It’s that time of year again, when students who have only been studying psychology for a few months are asked to think of an area of research in which they are interested. And out come the titles, and questions: ‘What makes a psychopath?’ ‘Does the media cause eating disorders?’ ‘Why do more girls than boys get depressed?’ Aaargh!
Teachers sigh and raise their eyebrows, because none of these is a good question for an extended essay, though of course all are potential topics, and students’ interest in them is understandable.
This is where Psychology Sorted can help. Underneath the overview tables are links to stimulating news articles, journal discussions and TED talks that will extend the students’ thinking beyond the superficial. The hyperlinks and QR codes are included, and an hour or two of browsing can help direct students’ interests. For example, if students are interested in the area of new biological treatments for mental disorders, see this page. If they would like to research the effects of digital technology, see here, and if they are interested in strategies of acculturation and immigrants, see this section.
Even if some students are determined to stick to eating disorders, the book can give them a new approach – to opportunistic eating and obesity, for example.
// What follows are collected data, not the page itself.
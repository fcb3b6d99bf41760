use std::time::{SystemTime, UNIX_EPOCH};

use ds3::Client;

#[allow(clippy::result_large_err)]
fn main() -> Result<(), ds3::Error> {
    let client = match Client::from_env() {
        Ok(v) => v,
        Err(err) => {
            eprintln!("Set DS3_ENDPOINT, DS3_ACCESS_KEY and DS3_SECRET_KEY to run this demo: {err}");
            return Ok(());
        }
    };

    let bucket = match std::env::var("DS3_TEST_BUCKET") {
        Ok(v) => v,
        Err(_) => {
            eprintln!("Set DS3_TEST_BUCKET to a bucket you can write to.");
            return Ok(());
        }
    };

    let now = SystemTime::now()
        .duration_since(UNIX_EPOCH)
        .unwrap_or_default()
        .as_millis();
    let key = format!("demos/put-get-delete-{now}.txt");

    client
        .objects()
        .put(&bucket, &key)
        .body(b"hello from ds3-rs\n".to_vec())
        .send()?
        .error_for_status()?;

    let bytes = client.get_object(&bucket, &key)?;
    println!("downloaded {} bytes", bytes.len());

    let resp = client.objects().delete(&bucket, &key).send()?;
    println!("delete: {}", resp.status());
    Ok(())
}
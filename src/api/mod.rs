mod buckets;
mod objects;
mod service;

pub use buckets::{
    BucketsService, BulkGetRequest, BulkPutRequest, CreateBucketRequest, DeleteBucketRequest,
    HeadBucketRequest, ListBucketRequest,
};
pub use objects::{
    DeleteObjectRequest, GetObjectRequest, HeadObjectRequest, ObjectsService, PutObjectRequest,
};
pub use service::{ListServicesRequest, ServiceApi};
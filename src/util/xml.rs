use bytes::Bytes;
use serde::Serialize;

use crate::{error::Error, types};

#[derive(Serialize)]
#[serde(rename = "objects")]
struct XmlObjects<'a> {
    #[serde(rename = "object")]
    objects: Vec<XmlObject<'a>>,
}

#[derive(Serialize)]
struct XmlObject<'a> {
    #[serde(rename = "@name")]
    name: &'a str,
    #[serde(rename = "@size", skip_serializing_if = "Option::is_none")]
    size: Option<u64>,
}

pub(crate) fn parse_error_xml(body: &str) -> Option<types::XmlError> {
    if body.trim().is_empty() {
        return None;
    }

    quick_xml::de::from_str::<types::XmlError>(body).ok()
}

/// Bulk put body: one `<object name=".." size=".."/>` per entry, in order.
pub(crate) fn encode_bulk_put(objects: &[types::ObjectDescriptor]) -> Result<Bytes, Error> {
    encode_objects(
        objects
            .iter()
            .map(|o| XmlObject {
                name: &o.name,
                size: Some(o.size),
            })
            .collect(),
    )
}

/// Bulk get body: one `<object name=".."/>` per entry, in order.
pub(crate) fn encode_bulk_get(names: &[String]) -> Result<Bytes, Error> {
    encode_objects(
        names
            .iter()
            .map(|name| XmlObject { name, size: None })
            .collect(),
    )
}

fn encode_objects(objects: Vec<XmlObject<'_>>) -> Result<Bytes, Error> {
    let xml = quick_xml::se::to_string(&XmlObjects { objects })
        .map_err(|e| Error::decode("failed to encode object list XML", Some(Box::new(e))))?;
    Ok(Bytes::from(xml))
}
Preface any of these topics with ‘To what extent?’ and you get much more nuanced, in-depth and interesting questions to research:
- To what extent can neural feedback techniques treat phobias?
- To what extent can artificial intelligence enhance working memory?
- To what extent may marginalisation be responsible for terrorism?
- To what extent can brain chemical dysfunction explain overeating?
It is not that there are any ‘off-bounds’ topics; just that a new approach is needed, to get your students out of the trees and on the sunlit route to extended essay success!